• [Task objective]:
Output the data exactly, with every line intact.

[Source records]
[Start of section]
//! Region parameters and progressiveness stages of a request.

use std::fmt;

use serde::{Deserialize, Serialize};

use crate::error::RequestError;

use super::structure::CodestreamStructure;

/// A quality threshold: a number of quality layers, or everything.
#[derive(Debug, Clone, Copy, PartialEq, Eq, Serialize, Deserialize)]
#[serde(rename_all = "snake_case")]
pub enum QualityLayers {
    Count(u32),
    Max,
}

impl QualityLayers {
    /// Whether `layers` reached (and `fully_loaded`) satisfy this threshold.
    pub fn is_satisfied(&self, layers: u32, fully_loaded: bool) -> bool {
        match self {
            QualityLayers::Count(count) => fully_loaded || layers >= *count,
            QualityLayers::Max => fully_loaded,
        }
    }
}

impl fmt::Display for QualityLayers {
    fn fmt(&self, f: &mut fmt::Formatter<'_>) -> fmt::Result {
        match self {
            QualityLayers::Count(count) => write!(f, "{}", count),
            QualityLayers::Max => write!(f, "max"),
        }
    }
}

/// One threshold at which a progressive request hands control back.
#[derive(Debug, Clone, Copy, PartialEq, Eq, Serialize, Deserialize)]
pub struct ProgressivenessStage {
    pub min_num_quality_layers: QualityLayers,
}

impl ProgressivenessStage {
    pub fn layers(count: u32) -> Self {
        Self {
            min_num_quality_layers: QualityLayers::Count(count),
        }
    }

    pub fn max() -> Self {
        Self {
            min_num_quality_layers: QualityLayers::Max,
        }
    }
}

/// Region of the image a request covers, in pixels of the requested
/// resolution level.
#[derive(Debug, Clone, Copy, PartialEq, Eq, Hash, Serialize, Deserialize)]
pub struct RegionParams {
    pub min_x: u32,
    pub min_y: u32,
    pub max_x_exclusive: u32,
    pub max_y_exclusive: u32,

    /// Resolution levels discarded from the full-resolution image
    pub num_resolution_levels_to_cut: u32,

    /// Upper bound on the quality layers fetched (all layers if `None`)
    pub quality: Option<u32>,
}

impl RegionParams {
    pub fn new(min_x: u32, min_y: u32, max_x_exclusive: u32, max_y_exclusive: u32) -> Self {
        Self {
            min_x,
            min_y,
            max_x_exclusive,
            max_y_exclusive,
            num_resolution_levels_to_cut: 0,
            quality: None,
        }
    }

    pub fn with_resolution_levels_to_cut(mut self, levels: u32) -> Self {
        self.num_resolution_levels_to_cut = levels;
        self
    }

    pub fn with_quality(mut self, quality: u32) -> Self {
        self.quality = Some(quality);
        self
    }

    /// Check the region against the codestream geometry.
    pub fn validate(&self, structure: &dyn CodestreamStructure) -> Result<(), RequestError> {
        if self.min_x >= self.max_x_exclusive || self.min_y >= self.max_y_exclusive {
            return Err(RequestError::Argument(format!(
                "empty region [{}, {}) x [{}, {})",
                self.min_x, self.max_x_exclusive, self.min_y, self.max_y_exclusive
            )));
        }

        let levels = structure.num_resolution_levels();
        if self.num_resolution_levels_to_cut >= levels {
            return Err(RequestError::Argument(format!(
                "cannot cut {} resolution levels from {}",
                self.num_resolution_levels_to_cut, levels
            )));
        }

        let (width, height) = structure.level_size(self.num_resolution_levels_to_cut);
        if self.max_x_exclusive > width || self.max_y_exclusive > height {
            return Err(RequestError::Argument(format!(
                "region ends at ({}, {}) outside level size {}x{}",
                self.max_x_exclusive, self.max_y_exclusive, width, height
            )));
        }

        if let Some(quality) = self.quality {
            let total = structure.num_quality_layers();
            if quality == 0 || quality > total {
                return Err(RequestError::Argument(format!(
                    "quality {} outside 1..={}",
                    quality, total
                )));
            }
        }

        Ok(())
    }

    /// Stage list used when a request does not specify one.
    pub fn default_progressiveness(&self) -> Vec<ProgressivenessStage> {
        match self.quality {
            Some(quality) => vec![ProgressivenessStage::layers(quality)],
            None => vec![ProgressivenessStage::max()],
        }
    }
}

/// Check a stage list and clamp it to the params' quality limit.
///
/// Stages must be non-empty and strictly increasing, with `Max` only last.
/// With a quality limit, counts above it are clamped and `Max` becomes the
/// limit; stages made equal by clamping collapse into one.
pub fn normalize_progressiveness(
    stages: Vec<ProgressivenessStage>,
    params: &RegionParams,
) -> Result<Vec<ProgressivenessStage>, RequestError> {
    if stages.is_empty() {
        return Err(RequestError::Argument(
            "progressiveness needs at least one stage".to_string(),
        ));
    }

    let mut previous: Option<u32> = None;
    for (idx, stage) in stages.iter().enumerate() {
        match stage.min_num_quality_layers {
            QualityLayers::Max if idx + 1 != stages.len() => {
                return Err(RequestError::Argument(
                    "max quality stage must be the last one".to_string(),
                ));
            }
            QualityLayers::Max => {}
            QualityLayers::Count(0) => {
                return Err(RequestError::Argument(
                    "stage quality layers must be positive".to_string(),
                ));
            }
            QualityLayers::Count(count) => {
                if previous.is_some_and(|p| count <= p) {
                    return Err(RequestError::Argument(format!(
                        "stage {} does not increase quality ({} layers)",
                        idx, count
                    )));
                }
                previous = Some(count);
            }
        }
    }

    let Some(limit) = params.quality else {
        return Ok(stages);
    };

    let mut normalized: Vec<ProgressivenessStage> = Vec::with_capacity(stages.len());
    for stage in stages {
        let count = match stage.min_num_quality_layers {
            QualityLayers::Count(count) => count.min(limit),
            QualityLayers::Max => limit,
        };
        let stage = ProgressivenessStage::layers(count);
        if normalized.last() != Some(&stage) {
            normalized.push(stage);
        }
    }
    Ok(normalized)
}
[End of section]
• [Task output]:
//! Region parameters and progressiveness stages of a request.

use std::fmt;

use serde::{Deserialize, Serialize};

use crate::error::RequestError;

use super::structure::CodestreamStructure;

/// A quality threshold: a number of quality layers, or everything.
#[derive(Debug, Clone, Copy, PartialEq, Eq, Serialize, Deserialize)]
#[serde(rename_all = "snake_case")]
pub enum QualityLayers {
    Count(u32),
    Max,
}

impl QualityLayers {
    /// Whether `layers` reached (and `fully_loaded`) satisfy this threshold.
    pub fn is_satisfied(&self, layers: u32, fully_loaded: bool) -> bool {
        match self {
            QualityLayers::Count(count) => fully_loaded || layers >= *count,
            QualityLayers::Max => fully_loaded,
        }
    }
}

impl fmt::Display for QualityLayers {
    fn fmt(&self, f: &mut fmt::Formatter<'_>) -> fmt::Result {
        match self {
            QualityLayers::Count(count) => write!(f, "{}", count),
            QualityLayers::Max => write!(f, "max"),
        }
    }
}

/// One threshold at which a progressive request hands control back.
#[derive(Debug, Clone, Copy, PartialEq, Eq, Serialize, Deserialize)]
pub struct ProgressivenessStage {
    pub min_num_quality_layers: QualityLayers,
}

impl ProgressivenessStage {
    pub fn layers(count: u32) -> Self {
        Self {
            min_num_quality_layers: QualityLayers::Count(count),
        }
    }

    pub fn max() -> Self {
        Self {
            min_num_quality_layers: QualityLayers::Max,
        }
    }
}

/// Region of the image a request covers, in pixels of the requested
/// resolution level.
#[derive(Debug, Clone, Copy, PartialEq, Eq, Hash, Serialize, Deserialize)]
pub struct RegionParams {
    pub min_x: u32,
    pub min_y: u32,
    pub max_x_exclusive: u32,
    pub max_y_exclusive: u32,

    /// Resolution levels discarded from the full-resolution image
    pub num_resolution_levels_to_cut: u32,

    /// Upper bound on the quality layers fetched (all layers if `None`)
    pub quality: Option<u32>,
}

impl RegionParams {
    pub fn new(min_x: u32, min_y: u32, max_x_exclusive: u32, max_y_exclusive: u32) -> Self {
        Self {
            min_x,
            min_y,
            max_x_exclusive,
            max_y_exclusive,
            num_resolution_levels_to_cut: 0,
            quality: None,
        }
    }

    pub fn with_resolution_levels_to_cut(mut self, levels: u32) -> Self {
        self.num_resolution_levels_to_cut = levels;
        self
    }

    pub fn with_quality(mut self, quality: u32) -> Self {
        self.quality = Some(quality);
        self
    }

    /// Check the region against the codestream geometry.
    pub fn validate(&self, structure: &dyn CodestreamStructure) -> Result<(), RequestError> {
        if self.min_x >= self.max_x_exclusive || self.min_y >= self.max_y_exclusive {
            return Err(RequestError::Argument(format!(
                "empty region [{}, {}) x [{}, {})",
                self.min_x, self.max_x_exclusive, self.min_y, self.max_y_exclusive
            )));
        }

        let levels = structure.num_resolution_levels();
        if self.num_resolution_levels_to_cut >= levels {
            return Err(RequestError::Argument(format!(
                "cannot cut {} resolution levels from {}",
                self.num_resolution_levels_to_cut, levels
            )));
        }

        let (width, height) = structure.level_size(self.num_resolution_levels_to_cut);
        if self.max_x_exclusive > width || self.max_y_exclusive > height {
            return Err(RequestError::Argument(format!(
                "region ends at ({}, {}) outside level size {}x{}",
                self.max_x_exclusive, self.max_y_exclusive, width, height
            )));
        }

        if let Some(quality) = self.quality {
            let total = structure.num_quality_layers();
            if quality == 0 || quality > total {
                return Err(RequestError::Argument(format!(
                    "quality {} outside 1..={}",
                    quality, total
                )));
            }
        }

        Ok(())
    }

    /// Stage list used when a request does not specify one.
    pub fn default_progressiveness(&self) -> Vec<ProgressivenessStage> {
        match self.quality {
            Some(quality) => vec![ProgressivenessStage::layers(quality)],
            None => vec![ProgressivenessStage::max()],
        }
    }
}

/// Check a stage list and clamp it to the params' quality limit.
///
/// Stages must be non-empty and strictly increasing, with `Max` only last.
/// With a quality limit, counts above it are clamped and `Max` becomes the
/// limit; stages made equal by clamping collapse into one.
pub fn normalize_progressiveness(
    stages: Vec<ProgressivenessStage>,
    params: &RegionParams,
) -> Result<Vec<ProgressivenessStage>, RequestError> {
    if stages.is_empty() {
        return Err(RequestError::Argument(
            "progressiveness needs at least one stage".to_string(),
        ));
    }

    let mut previous: Option<u32> = None;
    for (idx, stage) in stages.iter().enumerate() {
        match stage.min_num_quality_layers {
            QualityLayers::Max if idx + 1 != stages.len() => {
                return Err(RequestError::Argument(
                    "max quality stage must be the last one".to_string(),
                ));
            }
            QualityLayers::Max => {}
            QualityLayers::Count(0) => {
                return Err(RequestError::Argument(
                    "stage quality layers must be positive".to_string(),
                ));
            }
            QualityLayers::Count(count) => {
                if previous.is_some_and(|p| count <= p) {
                    return Err(RequestError::Argument(format!(
                        "stage {} does not increase quality ({} layers)",
                        idx, count
                    )));
                }
                previous = Some(count);
            }
        }
    }

    let Some(limit) = params.quality else {
        return Ok(stages);
    };

    let mut normalized: Vec<ProgressivenessStage> = Vec::with_capacity(stages.len());
    for stage in stages {
        let count = match stage.min_num_quality_layers {
            QualityLayers::Count(count) => count.min(limit),
            QualityLayers::Max => limit,
        };
        let stage = ProgressivenessStage::layers(count);
        if normalized.last() != Some(&stage) {
            normalized.push(stage);
        }
    }
    Ok(normalized)
}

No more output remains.